Sentado al lado de sir Robert estaba sir Richard Malvête. La Mala Bestia lucía una cicatriz reciente que le cruzaba de arriba abajo el lado derecho de la cara, como pude advertir con gran satisfacción, pero en lo demás su aspecto, por desgracia, no había cambiado. Su mechón blanco y sus ojos rasgados de fiera eran exactamente como yo los recordaba, pero me pareció que en cambio él no me recordaba a mí, pues cuando nuestras miradas se cruzaron por un instante, no advertí en su mirada ausente la menor señal de reconocimiento. Pensé que sería imprudente mirarlo con demasiada fijeza, y aparté rápidamente la vista.
Había también un puñado de caballeros franceses presentes en la reunión, un grupo de prelados locales, y los gobernadores de Messina, nombrados por el rey Tancredo, dos individuos que respondían a los nombres de Margarit y Jordan del Pin, un par de caballeros nerviosos y de mirada furtiva, ricamente vestidos, que hablaban poco y observaban sin cesar a los dos reyes con ojillos oscuros e inquietos.
Los gobernadores tenían buenas razones para estar nerviosos; Ricardo y Tancredo estaban implicados en una fastidiosa disputa relacionada con el dinero. Nunca llegué a entender del todo sus prolijidades, pero al parecer el predecesor de Tancredo había prometido al predecesor de Ricardo una gran suma de dinero para apoyar la gran expedición a Tierra Santa. Ahora los dos estaban muertos, pero Ricardo insistía en que Tancredo estaba obligado a hacer honor a la promesa del finado buen rey Guillermo. Luego estaba la cuestión de la hermana de Ricardo, Joanna: se había casado con el rey Guillermo y, cuando éste murió y Tancredo ascendió al trono, debería haber recibido una gran suma de dinero, una pensión, que le permitiera vivir dignamente. Pero Tancredo retuvo ese dinero y la encerró casi como una prisionera. Cuando Ricardo y su gran flota llegaron a Sicilia, Tancredo se asustó, soltó a Joanna y la envió a Ricardo con una suma de dinero irrisoria. Ahora ella se alojaba con una fuerte protección y todas las comodidades al otro lado del estrecho de Messina, en el monasterio de Bagnara, en la península. Ricardo todavía reclamaba el resto del dinero a Tancredo, y los quince mil hombres que tenía detrás, con más todavía en camino, resultaban un argumento convincente. Algunas personas —entre ellas Robin, pues así era como trabajaba siempre su cerebro— sugirieron más tarde que los actos sangrientos de Ricardo en las horas siguientes no fueron más que un movimiento táctico en la partida de ajedrez entablada entre Tancredo y él, con el objetivo puesto en forzar el pago del dinero debido por el rey de Sicilia.
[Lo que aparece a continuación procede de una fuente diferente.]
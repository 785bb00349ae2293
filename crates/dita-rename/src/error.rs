//! Error types for renaming
//!
//! A rename failure is local to one file: it is recorded in the batch report
//! and the batch moves on.

use std::path::PathBuf;

use dita_content::{SerializeError, TopicType};

/// Errors renaming one file
#[derive(Debug, thiserror::Error)]
pub enum RenameError {
    /// The destination already exists; nothing was overwritten
    #[error("cannot rename {} to {}: destination exists", from.display(), to.display())]
    NameCollision { from: PathBuf, to: PathBuf },

    /// Moving the file failed
    #[error("io error renaming {}: {source}", path.display())]
    Io {
        path: PathBuf,
        #[source]
        source: std::io::Error,
    },

    /// Writing a rewritten document failed
    #[error("write error: {0}")]
    Serialize(#[from] SerializeError),
}

impl RenameError {
    /// Create IO error for path
    pub fn io_error(path: impl Into<PathBuf>, source: std::io::Error) -> Self {
        Self::Io {
            path: path.into(),
            source,
        }
    }
}

/// Why a file was left alone
#[derive(Debug, Clone, Copy, PartialEq, Eq)]
pub enum SkipReason {
    /// Type is not one of the canonical content types
    NotCanonical(TopicType),
    /// Normalization failed; the topic awaits manual review
    NotNormalized,
    /// No usable title to derive a name from
    MissingTitle,
    /// The title has no word characters
    EmptyName,
}

impl std::fmt::Display for SkipReason {
    fn fmt(&self, f: &mut std::fmt::Formatter<'_>) -> std::fmt::Result {
        match self {
            Self::NotCanonical(kind) => write!(f, "not a canonical type ({kind})"),
            Self::NotNormalized => f.write_str("not normalized"),
            Self::MissingTitle => f.write_str("missing title"),
            Self::EmptyName => f.write_str("title yields an empty name"),
        }
    }
}

/// Errors from the background batch worker
#[derive(Debug, thiserror::Error)]
pub enum WorkerError {
    /// A batch is already running on this slot
    #[error("a batch is already running")]
    Busy,

    /// The batch ended without delivering a result
    #[error("batch worker stopped before delivering a result")]
    Dropped,
}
Cuando se extinguieron las notas de la canción de Ambroise, y los cortesanos le hubieron dedicado unos aplausos de cortesía, una pequeña nube tapó el sol y pude sentir en el aire el frío punzante de octubre. Me puse en pie, empuñé mi viola e hice una profunda reverencia a los dos reyes: era mi turno establecido para actuar. Como Robin había sugerido, me atuve a lo tradicional: recité el clásico poema trágico de Tristán e Isolda en un estilo exquisito, en mi humilde opinión, acompañándome con una sencilla pero elegante tonada que había ideado aquella misma mañana. Lo tomaréis por jactancia de un viejo, pero os juro que vi auténticas lágrimas en los ojos del rey Ricardo cuando me incliné después del último acorde.
El que debía actuar a continuación era un viejo amigo del rey Ricardo: un guerrero canoso de cincuenta años, cordialmente odiado por los demás cortesanos, llamado Bertran de Born, vizconde de Hautefort, que tenía fama de violar a sus criadas y de provocar conflictos entre los príncipes de Europa siempre que se le presentaba la ocasión. Se puso en pie y entonó una larga canción sin acompañamiento en alabanza de la guerra, llena de golpes de hacha y de escudos quebrados, de cabezas rotas y cuerpos atravesados, que acababa de este modo: «Id a toda prisa a Sí-y-No, y decidle que estamos hartos de tanta paz». De hecho, el poema era bastante bueno, un poco pasado de moda pero macabramente divertido y muy emocionante; y por mucho que desaprobara la reputación de liante de aquel viejo, no encontré ningún reproche que hacer a su música.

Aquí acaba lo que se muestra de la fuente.